** Work task **
Print out the data below. Do not alter a single line.

** Exercise inputs **
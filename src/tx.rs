//! Tx: outgoing message state and head emission

use crate::{
    pipeline::{Exchange, Role},
    proto::{self, Version},
    range::ByteRange,
    rx::{Headers, ParsedUri},
};
use bytes::BytesMut;
use std::time::SystemTime;

/// Per-request outbound state.
///
/// The three finalization flags are distinct steps: `finalized` means the
/// handler declared no more body, `finalized_output` means the output
/// queue has emitted its END packet, and `finalized_connector` means the
/// connector flushed everything to the socket buffer. `FINALIZED` state
/// requires the first and the last.
#[derive(Debug)]
pub struct Tx {
    pub status: u16,
    /// Headers to emit verbatim. The engine adds its managed headers
    /// (Date, Content-Length, Transfer-Encoding, Connection) only when
    /// they are absent here.
    pub headers: Headers,

    /// Declared body length; -1 until known.
    pub length: i64,
    /// Full entity size when serving ranges out of it.
    pub(crate) entity_length: i64,
    /// Forced maximum chunk size for this transmission.
    pub chunk_size: Option<usize>,

    pub finalized: bool,
    pub finalized_output: bool,
    pub finalized_connector: bool,
    pub bytes_written: i64,
    pub(crate) write_blocked: bool,

    pub filename: Option<String>,
    pub ext: Option<String>,
    pub etag: Option<String>,
    /// Modification time of the entity, for conditional evaluation.
    pub file_modified: Option<SystemTime>,
    /// URI substituted for the request when this response is an error.
    pub error_document: Option<String>,

    pub(crate) version: Version,
    pub(crate) keep_alive: bool,
    pub(crate) started: bool,
    pub(crate) head_written: bool,
    pub(crate) chunked: bool,
    /// HTTP/1.0 streaming: the close marks the end of the body.
    pub(crate) close_delimited: bool,
    pub(crate) chunk_emitted: bool,
    pub(crate) framing_decided: bool,

    pub output_ranges: Vec<ByteRange>,
    pub(crate) content_range: Option<ByteRange>,
    pub(crate) range_boundary: Option<String>,
    pub(crate) range_pos: i64,
    pub(crate) ranges_armed: bool,
    pub(crate) range_emitted: usize,

    /// Client role: the request line to emit.
    pub method: String,
    pub uri: String,
    pub(crate) parsed_uri: Option<ParsedUri>,
}

impl Tx {
    pub(crate) fn new() -> Self {
        Self {
            status: proto::OK,
            headers: Headers::new(),
            length: -1,
            entity_length: -1,
            chunk_size: None,
            finalized: false,
            finalized_output: false,
            finalized_connector: false,
            bytes_written: 0,
            write_blocked: false,
            filename: None,
            ext: None,
            etag: None,
            file_modified: None,
            error_document: None,
            version: Version::Http11,
            keep_alive: true,
            started: false,
            head_written: false,
            chunked: false,
            close_delimited: false,
            chunk_emitted: false,
            framing_decided: false,
            output_ranges: Vec::new(),
            content_range: None,
            range_boundary: None,
            range_pos: 0,
            ranges_armed: false,
            range_emitted: 0,
            method: String::new(),
            uri: String::new(),
            parsed_uri: None,
        }
    }
}

impl Exchange {
    /// Convenience for handlers: set a response header.
    pub fn set_header(&mut self, key: &str, value: &str) {
        self.tx.headers.set(key, value);
    }

    /// Declare the body length up front, pinning Content-Length framing.
    pub fn set_content_length(&mut self, length: i64) {
        self.tx.length = length;
    }

    /// Serialize the message head into the socket buffer. Called by the
    /// connector before the first body byte; a second call is a no-op.
    pub(crate) fn emit_head(&mut self) {
        if self.tx.head_written {
            return;
        }
        self.tx.head_written = true;

        let mut head = BytesMut::with_capacity(256);
        match self.role {
            Role::Server => {
                head.extend_from_slice(self.tx.version.as_str().as_bytes());
                head.extend_from_slice(
                    format!(
                        " {} {}\r\n",
                        self.tx.status,
                        proto::status_message(self.tx.status)
                    )
                    .as_bytes(),
                );
                if self.tx.headers.get("date").is_none() {
                    head.extend_from_slice(
                        format!("date: {}\r\n", self.service.current_date()).as_bytes(),
                    );
                }
            }
            Role::Client => {
                head.extend_from_slice(
                    format!("{} {} {}\r\n", self.tx.method, self.tx.uri, self.tx.version)
                        .as_bytes(),
                );
                if self.tx.headers.get("host").is_none() {
                    if let Some(parsed) = &self.tx.parsed_uri {
                        if let Some(host) = &parsed.host {
                            match parsed.port {
                                Some(port) if port != 80 => head.extend_from_slice(
                                    format!("host: {}:{}\r\n", host, port).as_bytes(),
                                ),
                                _ => head
                                    .extend_from_slice(format!("host: {}\r\n", host).as_bytes()),
                            }
                        }
                    }
                }
            }
        }

        for (key, value) in self.tx.headers.iter() {
            head.extend_from_slice(key.as_bytes());
            head.extend_from_slice(b": ");
            head.extend_from_slice(value.as_bytes());
            head.extend_from_slice(b"\r\n");
        }

        if let (Some(range), entity) = (self.tx.content_range, self.tx.entity_length) {
            head.extend_from_slice(
                format!(
                    "content-range: bytes {}-{}/{}\r\n",
                    range.start,
                    range.end - 1,
                    entity
                )
                .as_bytes(),
            );
        }
        if let Some(boundary) = &self.tx.range_boundary {
            head.extend_from_slice(
                format!(
                    "content-type: multipart/byteranges; boundary={}\r\n",
                    boundary
                )
                .as_bytes(),
            );
        }

        if self.tx.chunked {
            head.extend_from_slice(b"transfer-encoding: chunked\r\n");
        } else if self.tx.length >= 0 && self.tx.headers.get("content-length").is_none() {
            head.extend_from_slice(format!("content-length: {}\r\n", self.tx.length).as_bytes());
        }

        if self.tx.status == proto::SWITCHING_PROTOCOLS {
            head.extend_from_slice(b"connection: upgrade\r\n");
        } else if !self.tx.keep_alive || self.tx.close_delimited {
            head.extend_from_slice(b"connection: close\r\n");
        } else if self.tx.version == Version::Http10 {
            head.extend_from_slice(b"connection: keep-alive\r\n");
        }

        head.extend_from_slice(b"\r\n");
        self.tx.bytes_written += head.len() as i64;
        self.out.extend_from_slice(&head);
    }

    /// Combined conditional evaluation: If-(Un)Modified-Since AND
    /// If-(None-)Match, against the entity this transmission describes.
    /// A false result invalidates any pre-computed output ranges.
    pub fn content_not_modified(&mut self) -> bool {
        if !self.rx.if_condition {
            return false;
        }
        let modified = match self.tx.file_modified {
            Some(time) => self.rx.match_modified(time),
            None => true,
        };
        let same = modified && self.rx.match_etag(self.tx.etag.as_deref());
        if !self.tx.output_ranges.is_empty() && !same {
            self.tx.output_ranges.clear();
        }
        same
    }
}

** Final answer **
filename src/tx.rs
//! Tx: outgoing message state and head emission

use crate::{
    pipeline::{Exchange, Role},
    proto::{self, Version},
    range::ByteRange,
    rx::{Headers, ParsedUri},
};
use bytes::BytesMut;
use std::time::SystemTime;

/// Per-request outbound state.
///
/// The three finalization flags are distinct steps: `finalized` means the
/// handler declared no more body, `finalized_output` means the output
/// queue has emitted its END packet, and `finalized_connector` means the
/// connector flushed everything to the socket buffer. `FINALIZED` state
/// requires the first and the last.
#[derive(Debug)]
pub struct Tx {
    pub status: u16,
    /// Headers to emit verbatim. The engine adds its managed headers
    /// (Date, Content-Length, Transfer-Encoding, Connection) only when
    /// they are absent here.
    pub headers: Headers,

    /// Declared body length; -1 until known.
    pub length: i64,
    /// Full entity size when serving ranges out of it.
    pub(crate) entity_length: i64,
    /// Forced maximum chunk size for this transmission.
    pub chunk_size: Option<usize>,

    pub finalized: bool,
    pub finalized_output: bool,
    pub finalized_connector: bool,
    pub bytes_written: i64,
    pub(crate) write_blocked: bool,

    pub filename: Option<String>,
    pub ext: Option<String>,
    pub etag: Option<String>,
    /// Modification time of the entity, for conditional evaluation.
    pub file_modified: Option<SystemTime>,
    /// URI substituted for the request when this response is an error.
    pub error_document: Option<String>,

    pub(crate) version: Version,
    pub(crate) keep_alive: bool,
    pub(crate) started: bool,
    pub(crate) head_written: bool,
    pub(crate) chunked: bool,
    /// HTTP/1.0 streaming: the close marks the end of the body.
    pub(crate) close_delimited: bool,
    pub(crate) chunk_emitted: bool,
    pub(crate) framing_decided: bool,

    pub output_ranges: Vec<ByteRange>,
    pub(crate) content_range: Option<ByteRange>,
    pub(crate) range_boundary: Option<String>,
    pub(crate) range_pos: i64,
    pub(crate) ranges_armed: bool,
    pub(crate) range_emitted: usize,

    /// Client role: the request line to emit.
    pub method: String,
    pub uri: String,
    pub(crate) parsed_uri: Option<ParsedUri>,
}

impl Tx {
    pub(crate) fn new() -> Self {
        Self {
            status: proto::OK,
            headers: Headers::new(),
            length: -1,
            entity_length: -1,
            chunk_size: None,
            finalized: false,
            finalized_output: false,
            finalized_connector: false,
            bytes_written: 0,
            write_blocked: false,
            filename: None,
            ext: None,
            etag: None,
            file_modified: None,
            error_document: None,
            version: Version::Http11,
            keep_alive: true,
            started: false,
            head_written: false,
            chunked: false,
            close_delimited: false,
            chunk_emitted: false,
            framing_decided: false,
            output_ranges: Vec::new(),
            content_range: None,
            range_boundary: None,
            range_pos: 0,
            ranges_armed: false,
            range_emitted: 0,
            method: String::new(),
            uri: String::new(),
            parsed_uri: None,
        }
    }
}

impl Exchange {
    /// Convenience for handlers: set a response header.
    pub fn set_header(&mut self, key: &str, value: &str) {
        self.tx.headers.set(key, value);
    }

    /// Declare the body length up front, pinning Content-Length framing.
    pub fn set_content_length(&mut self, length: i64) {
        self.tx.length = length;
    }

    /// Serialize the message head into the socket buffer. Called by the
    /// connector before the first body byte; a second call is a no-op.
    pub(crate) fn emit_head(&mut self) {
        if self.tx.head_written {
            return;
        }
        self.tx.head_written = true;

        let mut head = BytesMut::with_capacity(256);
        match self.role {
            Role::Server => {
                head.extend_from_slice(self.tx.version.as_str().as_bytes());
                head.extend_from_slice(
                    format!(
                        " {} {}\r\n",
                        self.tx.status,
                        proto::status_message(self.tx.status)
                    )
                    .as_bytes(),
                );
                if self.tx.headers.get("date").is_none() {
                    head.extend_from_slice(
                        format!("date: {}\r\n", self.service.current_date()).as_bytes(),
                    );
                }
            }
            Role::Client => {
                head.extend_from_slice(
                    format!("{} {} {}\r\n", self.tx.method, self.tx.uri, self.tx.version)
                        .as_bytes(),
                );
                if self.tx.headers.get("host").is_none() {
                    if let Some(parsed) = &self.tx.parsed_uri {
                        if let Some(host) = &parsed.host {
                            match parsed.port {
                                Some(port) if port != 80 => head.extend_from_slice(
                                    format!("host: {}:{}\r\n", host, port).as_bytes(),
                                ),
                                _ => head
                                    .extend_from_slice(format!("host: {}\r\n", host).as_bytes()),
                            }
                        }
                    }
                }
            }
        }

        for (key, value) in self.tx.headers.iter() {
            head.extend_from_slice(key.as_bytes());
            head.extend_from_slice(b": ");
            head.extend_from_slice(value.as_bytes());
            head.extend_from_slice(b"\r\n");
        }

        if let (Some(range), entity) = (self.tx.content_range, self.tx.entity_length) {
            head.extend_from_slice(
                format!(
                    "content-range: bytes {}-{}/{}\r\n",
                    range.start,
                    range.end - 1,
                    entity
                )
                .as_bytes(),
            );
        }
        if let Some(boundary) = &self.tx.range_boundary {
            head.extend_from_slice(
                format!(
                    "content-type: multipart/byteranges; boundary={}\r\n",
                    boundary
                )
                .as_bytes(),
            );
        }

        if self.tx.chunked {
            head.extend_from_slice(b"transfer-encoding: chunked\r\n");
        } else if self.tx.length >= 0 && self.tx.headers.get("content-length").is_none() {
            head.extend_from_slice(format!("content-length: {}\r\n", self.tx.length).as_bytes());
        }

        if self.tx.status == proto::SWITCHING_PROTOCOLS {
            head.extend_from_slice(b"connection: upgrade\r\n");
        } else if !self.tx.keep_alive || self.tx.close_delimited {
            head.extend_from_slice(b"connection: close\r\n");
        } else if self.tx.version == Version::Http10 {
            head.extend_from_slice(b"connection: keep-alive\r\n");
        }

        head.extend_from_slice(b"\r\n");
        self.tx.bytes_written += head.len() as i64;
        self.out.extend_from_slice(&head);
    }

    /// Combined conditional evaluation: If-(Un)Modified-Since AND
    /// If-(None-)Match, against the entity this transmission describes.
    /// A false result invalidates any pre-computed output ranges.
    pub fn content_not_modified(&mut self) -> bool {
        if !self.rx.if_condition {
            return false;
        }
        let modified = match self.tx.file_modified {
            Some(time) => self.rx.match_modified(time),
            None => true,
        };
        let same = modified && self.rx.match_etag(self.tx.etag.as_deref());
        if !self.tx.output_ranges.is_empty() && !same {
            self.tx.output_ranges.clear();
        }
        same
    }
}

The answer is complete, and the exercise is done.